Among the entries below, find the lines with "TempDb" and copy them.

* **Input records**
= = = = = = =
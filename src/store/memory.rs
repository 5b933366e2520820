//! In-memory store implementation for testing.
//!
//! Mirrors the constraints of the real schema: unique domain names and
//! foreign keys from ADUs and relationships.

use crate::error::{Error, Result};
use crate::model::{
    Adu, AduId, AduKind, Domain, DomainId, NewAdu, NewDomain, NewRelationship, Relationship,
};

use super::{ArgumentStore, CorpusCounts, LinkedPremise};

/// In-memory store for testing purposes.
#[derive(Debug, Clone, Default)]
pub struct MemoryStore {
    domains: Vec<Domain>,
    adus: Vec<Adu>,
    relationships: Vec<Relationship>,
}

impl MemoryStore {
    /// Create a new empty memory store.
    #[must_use]
    pub fn new() -> Self {
        Self::default()
    }

    fn next_id(len: usize) -> Result<i32> {
        i32::try_from(len + 1).map_err(|e| Error::Database(e.to_string()))
    }

    fn check_domain(&self, id: DomainId) -> Result<()> {
        if self.domains.iter().any(|d| d.id == id) {
            Ok(())
        } else {
            Err(Error::Database(format!(
                "FOREIGN KEY constraint failed: domain {id}"
            )))
        }
    }

    fn check_adu(&self, id: AduId) -> Result<()> {
        if self.adus.iter().any(|a| a.id == id) {
            Ok(())
        } else {
            Err(Error::Database(format!(
                "FOREIGN KEY constraint failed: adu {id}"
            )))
        }
    }

    fn count_kind(&self, kind: AduKind) -> i64 {
        self.adus.iter().filter(|a| a.kind == kind).count() as i64
    }
}

impl ArgumentStore for MemoryStore {
    fn domains(&mut self) -> Result<Vec<Domain>> {
        Ok(self.domains.clone())
    }

    fn domain_by_name(&mut self, name: &str) -> Result<Option<Domain>> {
        Ok(self.domains.iter().find(|d| d.domain_name == name).cloned())
    }

    fn insert_domains(&mut self, domains: &[NewDomain]) -> Result<usize> {
        for (i, new) in domains.iter().enumerate() {
            let name = &new.domain_name;
            let duplicate = self.domains.iter().any(|d| &d.domain_name == name)
                || domains[..i].iter().any(|d| &d.domain_name == name);
            if duplicate {
                return Err(Error::Database(format!(
                    "UNIQUE constraint failed: domains.domain_name = '{}'",
                    new.domain_name
                )));
            }
        }
        for new in domains {
            let id = Self::next_id(self.domains.len())?;
            self.domains.push(Domain {
                id,
                domain_name: new.domain_name.clone(),
            });
        }
        Ok(domains.len())
    }

    fn adus(&mut self) -> Result<Vec<Adu>> {
        Ok(self.adus.clone())
    }

    fn find_adu(&mut self, id: AduId) -> Result<Option<Adu>> {
        Ok(self.adus.iter().find(|a| a.id == id).cloned())
    }

    fn insert_adu(&mut self, adu: &NewAdu) -> Result<Adu> {
        self.check_domain(adu.domain_id)?;
        let stored = Adu {
            id: Self::next_id(self.adus.len())?,
            text: adu.text.clone(),
            kind: adu.kind,
            domain_id: adu.domain_id,
        };
        self.adus.push(stored.clone());
        Ok(stored)
    }

    fn insert_adus(&mut self, adus: &[NewAdu]) -> Result<usize> {
        for adu in adus {
            self.check_domain(adu.domain_id)?;
        }
        for adu in adus {
            self.insert_adu(adu)?;
        }
        Ok(adus.len())
    }

    fn count_claims(&mut self) -> Result<i64> {
        Ok(self.count_kind(AduKind::Claim))
    }

    fn claims_page(&mut self, offset: i64, limit: i64) -> Result<Vec<Adu>> {
        let offset = usize::try_from(offset.max(0)).unwrap_or(usize::MAX);
        let limit = usize::try_from(limit.max(0)).unwrap_or(usize::MAX);
        Ok(self
            .adus
            .iter()
            .filter(|a| a.is_claim())
            .skip(offset)
            .take(limit)
            .cloned()
            .collect())
    }

    fn premises_for_claims(&mut self, claim_ids: &[AduId]) -> Result<Vec<LinkedPremise>> {
        let mut linked = Vec::new();
        for rel in &self.relationships {
            if !claim_ids.contains(&rel.to_adu_id) {
                continue;
            }
            let Some(premise) = self
                .adus
                .iter()
                .find(|a| a.id == rel.from_adu_id && a.kind == AduKind::Premise)
            else {
                continue;
            };
            linked.push(LinkedPremise {
                premise: premise.clone(),
                category: rel.category,
                claim_id: rel.to_adu_id,
            });
        }
        Ok(linked)
    }

    fn relationships(&mut self) -> Result<Vec<Relationship>> {
        Ok(self.relationships.clone())
    }

    fn insert_relationship(&mut self, relationship: &NewRelationship) -> Result<Relationship> {
        self.check_adu(relationship.from_adu_id)?;
        self.check_adu(relationship.to_adu_id)?;
        self.check_domain(relationship.domain_id)?;
        let stored = Relationship {
            id: Self::next_id(self.relationships.len())?,
            from_adu_id: relationship.from_adu_id,
            to_adu_id: relationship.to_adu_id,
            category: relationship.category,
            domain_id: relationship.domain_id,
        };
        self.relationships.push(stored.clone());
        Ok(stored)
    }

    fn insert_relationships(&mut self, relationships: &[NewRelationship]) -> Result<usize> {
        for rel in relationships {
            self.check_adu(rel.from_adu_id)?;
            self.check_adu(rel.to_adu_id)?;
            self.check_domain(rel.domain_id)?;
        }
        for rel in relationships {
            self.insert_relationship(rel)?;
        }
        Ok(relationships.len())
    }

    fn counts(&mut self) -> Result<CorpusCounts> {
        Ok(CorpusCounts {
            domains: self.domains.len() as i64,
            claims: self.count_kind(AduKind::Claim),
            premises: self.count_kind(AduKind::Premise),
            relationships: self.relationships.len() as i64,
        })
    }

    fn in_transaction<T, F>(&mut self, f: F) -> Result<T>
    where
        F: FnOnce(&mut Self) -> Result<T>,
    {
        let snapshot = self.clone();
        let result = f(self);
        if result.is_err() {
            *self = snapshot;
        }
        result
    }
}
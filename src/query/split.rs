//! Training/test/benchmark partition of the claims.

use std::fmt;
use std::str::FromStr;

use serde::{Deserialize, Serialize};

use crate::error::Error;

/// One of the three fixed partitions of the claims, by id order.
///
/// Training covers the first 70%, test the next 20%, benchmark the rest.
#[derive(Debug, Clone, Copy, PartialEq, Eq, Hash, Serialize, Deserialize)]
#[serde(rename_all = "lowercase")]
pub enum Split {
    Training,
    Test,
    Benchmark,
}

impl Split {
    #[must_use]
    pub const fn as_str(self) -> &'static str {
        match self {
            Self::Training => "training",
            Self::Test => "test",
            Self::Benchmark => "benchmark",
        }
    }

    /// Half-open index range `[start, end)` of this split among `total`
    /// claims.
    ///
    /// The cut points are `total * 0.7` and `total * 0.9` computed in
    /// floating point and truncated: 90 claims give 62 training claims.
    #[must_use]
    pub fn bounds(self, total: i64) -> (i64, i64) {
        let total = total.max(0);
        let training_end = cut(total, 0.7);
        let test_end = cut(total, 0.9);
        match self {
            Self::Training => (0, training_end),
            Self::Test => (training_end, test_end),
            Self::Benchmark => (test_end, total),
        }
    }
}

#[allow(clippy::cast_precision_loss, clippy::cast_possible_truncation)]
fn cut(total: i64, fraction: f64) -> i64 {
    (total as f64 * fraction) as i64
}

impl fmt::Display for Split {
    fn fmt(&self, f: &mut fmt::Formatter<'_>) -> fmt::Result {
        f.write_str(self.as_str())
    }
}

impl FromStr for Split {
    type Err = Error;

    fn from_str(s: &str) -> Result<Self, Self::Err> {
        match s.trim().to_ascii_lowercase().as_str() {
            "training" => Ok(Self::Training),
            "test" => Ok(Self::Test),
            "benchmark" => Ok(Self::Benchmark),
            other => Err(Error::InvalidArgument(format!(
                "invalid split '{other}': must be 'training', 'test', or 'benchmark'"
            ))),
        }
    }
}
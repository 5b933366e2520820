#![cfg(not(feature = "mysql"))]

mod harness;

use argdb::config::DatabaseSettings;
use argdb::db;
use argdb::error::{ConfigError, Error};
use argdb::model::{AduKind, NewAdu, NewDomain, NewRelationship, RelationCategory};
use argdb::store::ArgumentStore;
use harness::temp_db::TempDb;

#[test]
fn session_on_migrated_database_lists_adus() {
    let db = TempDb::create("list-adus");
    let adus = db::get_db_session(db.engine(), |session| session.adus()).unwrap();
    assert!(adus.is_empty());
}

#[test]
fn engine_without_connection_settings_is_a_config_error() {
    let settings = DatabaseSettings {
        host: String::new(),
        ..DatabaseSettings::default()
    };
    for _ in 0..2 {
        assert!(matches!(
            db::get_engine(&settings),
            Err(Error::Config(ConfigError::MissingField {
                field: "database.host"
            }))
        ));
    }
}

#[test]
fn inserted_adu_reads_back_equal() {
    let db = TempDb::create("round-trip");
    let mut session = db.session();
    session
        .insert_domains(&[NewDomain::new("Nuclear energy")])
        .unwrap();
    let domain = session.domain_by_name("Nuclear energy").unwrap().unwrap();

    let stored = session
        .insert_adu(&NewAdu::claim("Nuclear power should expand", domain.id))
        .unwrap();
    let found = session.find_adu(stored.id).unwrap().unwrap();

    assert_eq!(found, stored);
    assert_eq!(found.kind, AduKind::Claim);
    assert_eq!(found.text, "Nuclear power should expand");
}

#[test]
fn data_survives_across_sessions() {
    let db = TempDb::create("across-sessions");
    {
        let mut session = db.session();
        session.insert_domains(&[NewDomain::new("d")]).unwrap();
        let claim = session.insert_adu(&NewAdu::claim("c", 1)).unwrap();
        let premise = session.insert_adu(&NewAdu::premise("p", 1)).unwrap();
        session
            .insert_relationship(&NewRelationship {
                from_adu_id: premise.id,
                to_adu_id: claim.id,
                category: RelationCategory::StanceCon,
                domain_id: 1,
            })
            .unwrap();
        session.close();
    }

    let counts = db::get_db_session(db.engine(), |session| session.counts()).unwrap();
    assert_eq!(counts.domains, 1);
    assert_eq!(counts.claims, 1);
    assert_eq!(counts.premises, 1);
    assert_eq!(counts.relationships, 1);
}

#[test]
fn ping_answers() {
    let db = TempDb::create("ping");
    assert!(db.session().ping().is_ok());
}

#[test]
fn foreign_keys_are_enforced_on_every_connection() {
    let db = TempDb::create("fk");
    let mut first = db.session();
    let mut second = db.session();
    assert!(first.insert_adu(&NewAdu::premise("orphan", 7)).is_err());
    assert!(second.insert_adu(&NewAdu::premise("orphan", 7)).is_err());
}

#[test]
fn migration_status_round_trip() {
    let db = TempDb::create("migrations");
    assert!(db::pending_migrations(db.engine()).unwrap().is_empty());

    db::revert_last_migration(db.engine()).unwrap();
    assert_eq!(db::pending_migrations(db.engine()).unwrap().len(), 1);

    let applied = db::run_migrations(db.engine()).unwrap();
    assert_eq!(applied.len(), 1);
    let adus = db::get_db_session(db.engine(), |s| s.adus()).unwrap();
    assert!(adus.is_empty());
}
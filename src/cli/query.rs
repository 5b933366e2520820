//! Handlers for the `claims` and `examples` commands.

use serde_json::json;
use tabled::{Table, Tabled};

use crate::cli::command::SplitArgs;
use crate::cli::output;
use crate::config::Settings;
use crate::db;
use crate::error::Result;
use crate::model::Adu;
use crate::query::{QueryCache, TrainingExample};

const TEXT_WIDTH: usize = 60;

#[derive(Tabled)]
struct ClaimRow {
    #[tabled(rename = "Id")]
    id: i32,
    #[tabled(rename = "Domain")]
    domain_id: i32,
    #[tabled(rename = "Claim")]
    text: String,
}

#[derive(Tabled)]
struct ExampleRow {
    #[tabled(rename = "Claim")]
    claim: String,
    #[tabled(rename = "Premise")]
    premise: String,
    #[tabled(rename = "Stance")]
    category: String,
}

fn truncate(text: &str) -> String {
    if text.chars().count() <= TEXT_WIDTH {
        return text.to_string();
    }
    let mut short: String = text.chars().take(TEXT_WIDTH - 1).collect();
    short.push('…');
    short
}

fn query_cache(settings: &Settings, args: &SplitArgs) -> QueryCache {
    if args.no_cache {
        QueryCache::disabled()
    } else {
        QueryCache::new(&settings.cache)
    }
}

fn limited<T>(mut rows: Vec<T>, limit: Option<usize>) -> (Vec<T>, usize) {
    let total = rows.len();
    if let Some(limit) = limit {
        rows.truncate(limit);
    }
    (rows, total)
}

/// Execute `claims <split>`.
pub fn claims(settings: &Settings, args: &SplitArgs) -> Result<()> {
    let engine = db::get_engine(&settings.database)?;
    let cache = query_cache(settings, args);
    let claims = db::get_db_session(&engine, |session| cache.claims(session, args.split))?;
    let (claims, total): (Vec<Adu>, usize) = limited(claims, args.limit);

    if output::is_json() {
        output::json_output(json!({
            "command": "claims",
            "split": args.split,
            "total": total,
            "claims": claims,
        }));
        return Ok(());
    }
    if output::is_quiet() {
        return Ok(());
    }

    output::section(&format!("Claims ({})", args.split));
    let rows = claims.iter().map(|c| ClaimRow {
        id: c.id,
        domain_id: c.domain_id,
        text: truncate(&c.text),
    });
    output::lines(&Table::new(rows).to_string());
    output::note(&format!("showing {} of {total}", claims.len()));
    Ok(())
}

/// Execute `examples <split>`.
pub fn examples(settings: &Settings, args: &SplitArgs) -> Result<()> {
    let engine = db::get_engine(&settings.database)?;
    let cache = query_cache(settings, args);
    let examples = db::get_db_session(&engine, |session| cache.examples(session, args.split))?;
    let (examples, total): (Vec<TrainingExample>, usize) = limited(examples, args.limit);

    if output::is_json() {
        output::json_output(json!({
            "command": "examples",
            "split": args.split,
            "total": total,
            "examples": examples,
        }));
        return Ok(());
    }
    if output::is_quiet() {
        return Ok(());
    }

    output::section(&format!("Training examples ({})", args.split));
    let rows = examples.iter().map(|e| ExampleRow {
        claim: truncate(&e.claim.text),
        premise: truncate(&e.premise.text),
        category: e.category.to_string(),
    });
    output::lines(&Table::new(rows).to_string());
    output::note(&format!("showing {} of {total}", examples.len()));
    Ok(())
}
use clap::Parser;
use tracing::{debug, error};

use argdb::cli::{self, output, Cli};
use argdb::config::Settings;

fn main() {
    let _ = dotenvy::dotenv();

    let cli = Cli::parse();
    cli::configure_output(&cli);

    let mut settings = match Settings::load(&cli.config) {
        Ok(settings) => settings,
        Err(e) => {
            output::error(&format!("Failed to load config: {e}"));
            std::process::exit(1);
        }
    };
    if let Some(level) = cli::log_level_override(&cli) {
        settings.logging.level = level.to_string();
    }
    settings.init_logging();
    debug!(config = %cli.config.display(), "argdb starting");

    if let Err(e) = cli::execute(&cli.command, &settings) {
        error!(error = %e, "command failed");
        output::error(&e.to_string());
        std::process::exit(1);
    }
}
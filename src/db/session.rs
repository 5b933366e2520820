//! Sessions: one pooled connection checked out of an [`Engine`].
//!
//! [`Engine`]: super::connection::Engine

use diesel::prelude::*;
use diesel::r2d2::{ConnectionManager, PooledConnection};
use tracing::trace;

use super::backend::DbConnection;
use super::row::AduRow;
use super::schema::adus;
use crate::error::{Error, Result};
use crate::model::Adu;

/// A unit of work against the database.
///
/// Holds one connection from the pool for its whole lifetime. Dropping the
/// session (or calling [`Session::close`]) returns the connection. A session
/// is not meant to be shared between threads.
pub struct Session {
    conn: PooledConnection<ConnectionManager<DbConnection>>,
}

impl Session {
    pub(crate) fn new(conn: PooledConnection<ConnectionManager<DbConnection>>) -> Self {
        Self { conn }
    }

    /// Raw Diesel connection for queries not covered by the store API.
    pub fn connection(&mut self) -> &mut DbConnection {
        &mut self.conn
    }

    /// Run `f` inside a transaction. Commits on `Ok`, rolls back on `Err`.
    ///
    /// # Errors
    /// Returns the error of `f`, or a database error if the transaction
    /// cannot be opened or committed.
    pub fn transaction<T, F>(&mut self, f: F) -> Result<T>
    where
        F: FnOnce(&mut DbConnection) -> Result<T>,
    {
        let conn: &mut DbConnection = &mut self.conn;
        conn.transaction::<T, Error, _>(f)
    }

    /// Round-trip a trivial query to verify the connection is alive.
    ///
    /// # Errors
    /// Returns a database error if the server does not answer.
    pub fn ping(&mut self) -> Result<()> {
        diesel::sql_query("SELECT 1").execute(self.connection())?;
        Ok(())
    }

    /// All ADU rows, ordered by id.
    ///
    /// # Errors
    /// Returns a database error if the query fails, or a parse error for a
    /// row with an unknown type.
    pub fn adus(&mut self) -> Result<Vec<Adu>> {
        let rows: Vec<AduRow> = adus::table
            .order(adus::id.asc())
            .select(AduRow::as_select())
            .load(self.connection())?;
        rows.into_iter().map(Adu::try_from).collect()
    }

    /// Release the connection back to the pool.
    pub fn close(self) {
        trace!("session closed");
    }
}

impl std::fmt::Debug for Session {
    fn fmt(&self, f: &mut std::fmt::Formatter<'_>) -> std::fmt::Result {
        f.debug_struct("Session").finish_non_exhaustive()
    }
}
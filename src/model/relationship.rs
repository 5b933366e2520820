//! Directed links between ADUs.

use std::fmt;
use std::str::FromStr;

use serde::{Deserialize, Serialize};

use super::adu::AduId;
use super::domain::DomainId;
use crate::error::Error;

/// Kind of link from one ADU to another.
#[derive(Debug, Clone, Copy, PartialEq, Eq, Hash, Serialize, Deserialize)]
#[serde(rename_all = "snake_case")]
pub enum RelationCategory {
    Support,
    Attack,
    /// Premise argues in favour of the claim.
    StancePro,
    /// Premise argues against the claim.
    StanceCon,
}

impl RelationCategory {
    /// The value stored in the `category` column.
    #[must_use]
    pub const fn as_str(self) -> &'static str {
        match self {
            Self::Support => "support",
            Self::Attack => "attack",
            Self::StancePro => "stance_pro",
            Self::StanceCon => "stance_con",
        }
    }

    /// Map a dataset stance label (`PRO`/`CON`) to a category.
    #[must_use]
    pub fn from_stance(stance: &str) -> Option<Self> {
        match stance.trim() {
            "PRO" => Some(Self::StancePro),
            "CON" => Some(Self::StanceCon),
            _ => None,
        }
    }
}

impl fmt::Display for RelationCategory {
    fn fmt(&self, f: &mut fmt::Formatter<'_>) -> fmt::Result {
        f.write_str(self.as_str())
    }
}

impl FromStr for RelationCategory {
    type Err = Error;

    fn from_str(s: &str) -> Result<Self, Self::Err> {
        match s {
            "support" => Ok(Self::Support),
            "attack" => Ok(Self::Attack),
            "stance_pro" => Ok(Self::StancePro),
            "stance_con" => Ok(Self::StanceCon),
            other => Err(Error::Parse(format!(
                "unknown relationship category '{other}'"
            ))),
        }
    }
}

/// A stored relationship.
#[derive(Debug, Clone, PartialEq, Eq, Serialize, Deserialize)]
pub struct Relationship {
    pub id: i32,
    pub from_adu_id: AduId,
    pub to_adu_id: AduId,
    pub category: RelationCategory,
    pub domain_id: DomainId,
}

/// A relationship that has not been stored yet.
#[derive(Debug, Clone, PartialEq, Eq)]
pub struct NewRelationship {
    pub from_adu_id: AduId,
    pub to_adu_id: AduId,
    pub category: RelationCategory,
    pub domain_id: DomainId,
}

#[cfg(test)]
mod tests {
    use super::*;

    #[test]
    fn stance_labels_map_to_categories() {
        assert_eq!(
            RelationCategory::from_stance("PRO"),
            Some(RelationCategory::StancePro)
        );
        assert_eq!(
            RelationCategory::from_stance(" CON "),
            Some(RelationCategory::StanceCon)
        );
        assert_eq!(RelationCategory::from_stance("pro"), None);
        assert_eq!(RelationCategory::from_stance(""), None);
    }

    #[test]
    fn category_string_forms_agree() {
        for category in [
            RelationCategory::Support,
            RelationCategory::Attack,
            RelationCategory::StancePro,
            RelationCategory::StanceCon,
        ] {
            let parsed: RelationCategory = category.as_str().parse().unwrap();
            assert_eq!(parsed, category);
            let json = serde_json::to_string(&category).unwrap();
            assert_eq!(json, format!("\"{}\"", category.as_str()));
        }
    }

    #[test]
    fn unknown_category_is_a_parse_error() {
        assert!(matches!(
            "neutral".parse::<RelationCategory>(),
            Err(Error::Parse(_))
        ));
    }
}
= = = = = = =
* **Solved problem**
use harness::temp_db::TempDb;
    let db = TempDb::create("list-adus");
    let db = TempDb::create("round-trip");
    let db = TempDb::create("across-sessions");
    let db = TempDb::create("ping");
    let db = TempDb::create("fk");
    let db = TempDb::create("migrations");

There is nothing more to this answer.